Suggestion - Avoid 404's using meta tag
Smashing Magazine wanted to solve the same problem as this repository and I think their solution is fairly elegant as well. It involves a small 404 page.
<script>
sessionStorage.redirect = location.href;
</script>
<meta http-equiv="refresh" content="0;URL='/REPO_NAME_HERE'">
Because there's the "refresh" header, this gets translated into a 301 response within the browser (ignoring the 404 status code from the server). To use this, the SPA needs a bit of JavaScript at the very beginning to load the route from session storage and use replaceState to update the URL.
<script>
(function(){
var redirect = sessionStorage.redirect;
delete sessionStorage.redirect;
if (redirect && redirect != location.href) {
history.replaceState(null, null, redirect);
}
})();
</script>
According to my quick searching, Google doesn't penalize 301 redirects nor the refresh header redirects, so this might be a viable alternative without putting the path after a hash.

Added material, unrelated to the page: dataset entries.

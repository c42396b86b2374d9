use super::{ModelFamily, ModelSpec, Pooling};

const fn text(
    code: &'static str,
    alias: &'static str,
    description: &'static str,
    dimension: usize,
    repo: &'static str,
    model_file: &'static str,
    pooling: Pooling,
) -> ModelSpec {
    ModelSpec {
        family: ModelFamily::TextEmbedding,
        code,
        alias,
        description,
        dimension: Some(dimension),
        repo,
        model_file,
        extra_files: &[],
        pooling: Some(pooling),
    }
}

const fn image(
    code: &'static str,
    alias: &'static str,
    description: &'static str,
    dimension: usize,
    model_file: &'static str,
) -> ModelSpec {
    ModelSpec {
        family: ModelFamily::ImageEmbedding,
        code,
        alias,
        description,
        dimension: Some(dimension),
        repo: code,
        model_file,
        extra_files: &[],
        pooling: None,
    }
}

const fn rerank(
    code: &'static str,
    alias: &'static str,
    description: &'static str,
    repo: &'static str,
    model_file: &'static str,
    extra_files: &'static [&'static str],
) -> ModelSpec {
    ModelSpec {
        family: ModelFamily::Rerank,
        code,
        alias,
        description,
        dimension: None,
        repo,
        model_file,
        extra_files,
        pooling: None,
    }
}

pub(super) const TEXT_MODELS: &[ModelSpec] = &[
    text(
        "sentence-transformers/all-MiniLM-L6-v2",
        "AllMiniLML6V2",
        "Sentence Transformer model, MiniLM-L6-v2",
        384,
        "Qdrant/all-MiniLM-L6-v2-onnx",
        "model.onnx",
        Pooling::Mean,
    ),
    text(
        "Xenova/all-MiniLM-L12-v2",
        "AllMiniLML12V2",
        "Sentence Transformer model, MiniLM-L12-v2",
        384,
        "Xenova/all-MiniLM-L12-v2",
        "onnx/model.onnx",
        Pooling::Mean,
    ),
    text(
        "BAAI/bge-base-en-v1.5",
        "BGEBaseENV15",
        "v1.5 release of the base English model",
        768,
        "Xenova/bge-base-en-v1.5",
        "onnx/model.onnx",
        Pooling::Cls,
    ),
    text(
        "BAAI/bge-large-en-v1.5",
        "BGELargeENV15",
        "v1.5 release of the large English model",
        1024,
        "Xenova/bge-large-en-v1.5",
        "onnx/model.onnx",
        Pooling::Cls,
    ),
    text(
        "BAAI/bge-small-en-v1.5",
        "BGESmallENV15",
        "v1.5 release of the fast and default English model",
        384,
        "Xenova/bge-small-en-v1.5",
        "onnx/model.onnx",
        Pooling::Cls,
    ),
    text(
        "BAAI/bge-small-zh-v1.5",
        "BGESmallZHV15",
        "v1.5 release of the small Chinese model",
        512,
        "Xenova/bge-small-zh-v1.5",
        "onnx/model.onnx",
        Pooling::Cls,
    ),
    text(
        "nomic-ai/nomic-embed-text-v1.5",
        "NomicEmbedTextV15",
        "v1.5 release of the 8192 context length English model",
        768,
        "nomic-ai/nomic-embed-text-v1.5",
        "onnx/model.onnx",
        Pooling::Mean,
    ),
    text(
        "Xenova/paraphrase-multilingual-MiniLM-L12-v2",
        "ParaphraseMLMiniLML12V2",
        "Multi-lingual model",
        384,
        "Xenova/paraphrase-multilingual-MiniLM-L12-v2",
        "onnx/model.onnx",
        Pooling::Mean,
    ),
    text(
        "intfloat/multilingual-e5-small",
        "MultilingualE5Small",
        "Small model of multilingual E5 Text Embeddings",
        384,
        "intfloat/multilingual-e5-small",
        "onnx/model.onnx",
        Pooling::Mean,
    ),
    text(
        "intfloat/multilingual-e5-base",
        "MultilingualE5Base",
        "Base model of multilingual E5 Text Embeddings",
        768,
        "intfloat/multilingual-e5-base",
        "onnx/model.onnx",
        Pooling::Mean,
    ),
    text(
        "mixedbread-ai/mxbai-embed-large-v1",
        "MxbaiEmbedLargeV1",
        "Large English embedding model from MixedBreed.ai",
        1024,
        "mixedbread-ai/mxbai-embed-large-v1",
        "onnx/model.onnx",
        Pooling::Cls,
    ),
    text(
        "Alibaba-NLP/gte-base-en-v1.5",
        "GTEBaseENV15",
        "Large multilingual embedding model from Alibaba",
        768,
        "Alibaba-NLP/gte-base-en-v1.5",
        "onnx/model.onnx",
        Pooling::Cls,
    ),
];

pub(super) const SPARSE_MODELS: &[ModelSpec] = &[ModelSpec {
    family: ModelFamily::SparseTextEmbedding,
    code: "Qdrant/Splade_PP_en_v1",
    alias: "SPLADEPPV1",
    description: "Splade sparse vector model for commercial use, v1",
    dimension: Some(30522),
    repo: "Qdrant/Splade_PP_en_v1",
    model_file: "model.onnx",
    extra_files: &[],
    pooling: None,
}];

pub(super) const IMAGE_MODELS: &[ModelSpec] = &[
    image(
        "Qdrant/clip-ViT-B-32-vision",
        "ClipVitB32",
        "CLIP vision encoder based on ViT-B/32",
        512,
        "model.onnx",
    ),
    image(
        "Qdrant/resnet50-onnx",
        "Resnet50",
        "ResNet-50 from `Deep Residual Learning for Image Recognition`",
        2048,
        "model.onnx",
    ),
    image(
        "Qdrant/Unicom-ViT-B-16",
        "UnicomVitB16",
        "Unicom Unicom-ViT-B-16 from open-metric-learning",
        768,
        "model.onnx",
    ),
    image(
        "Qdrant/Unicom-ViT-B-32",
        "UnicomVitB32",
        "Unicom Unicom-ViT-B-32 from open-metric-learning",
        512,
        "model.onnx",
    ),
    image(
        "nomic-ai/nomic-embed-vision-v1.5",
        "NomicEmbedVisionV15",
        "Nomic NomicEmbedVisionV15",
        768,
        "onnx/model.onnx",
    ),
];

pub(super) const RERANK_MODELS: &[ModelSpec] = &[
    rerank(
        "BAAI/bge-reranker-base",
        "BGERerankerBase",
        "reranker model for English and Chinese",
        "BAAI/bge-reranker-base",
        "onnx/model.onnx",
        &[],
    ),
    rerank(
        "rozgo/bge-reranker-v2-m3",
        "BGERerankerV2M3",
        "reranker model for multilingual use",
        "rozgo/bge-reranker-v2-m3",
        "model.onnx",
        &["model.onnx.data"],
    ),
    rerank(
        "jinaai/jina-reranker-v1-turbo-en",
        "JINARerankerV1TurboEn",
        "reranker model for English",
        "jinaai/jina-reranker-v1-turbo-en",
        "onnx/model.onnx",
        &[],
    ),
    rerank(
        "jinaai/jina-reranker-v2-base-multilingual",
        "JINARerankerV2BaseMultilingual",
        "reranker model for multilingual use",
        "jinaai/jina-reranker-v2-base-multilingual",
        "onnx/model.onnx",
        &[],
    ),
];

- https://www.smashingmagazine.com/2016/08/sghpa-single-page-app-hack-github-pages/ - article
- https://github.com/csuwildcat/sghpa - repo with code and link to GitHub Pages site featuring the redirection
Tried it and it seems to work the same way. But has a lot less code and possibly the mentioned Google benefit. So seems like a better solution.
Edit: I moved to s3 hosting with cloudfront, and what seemed to work in the end was this
It still does redirects with #!, but google search sets these pages as valid in the end. But it takes weeks for google to catch pages up and I think it still sets some as redirect error. But some are indexed
Also worth referencing https://developers.google.com/search/docs/crawling-indexing/301-redirects#metarefresh
If server-side redirects aren't possible to implement on your platform, meta refresh redirects may be a viable alternative. Google differentiates between two kinds of meta refresh redirects:
- Instant meta refresh redirect: Triggers as soon as the page is loaded in a browser. Google Search interprets instant meta refresh redirects as permanent redirects.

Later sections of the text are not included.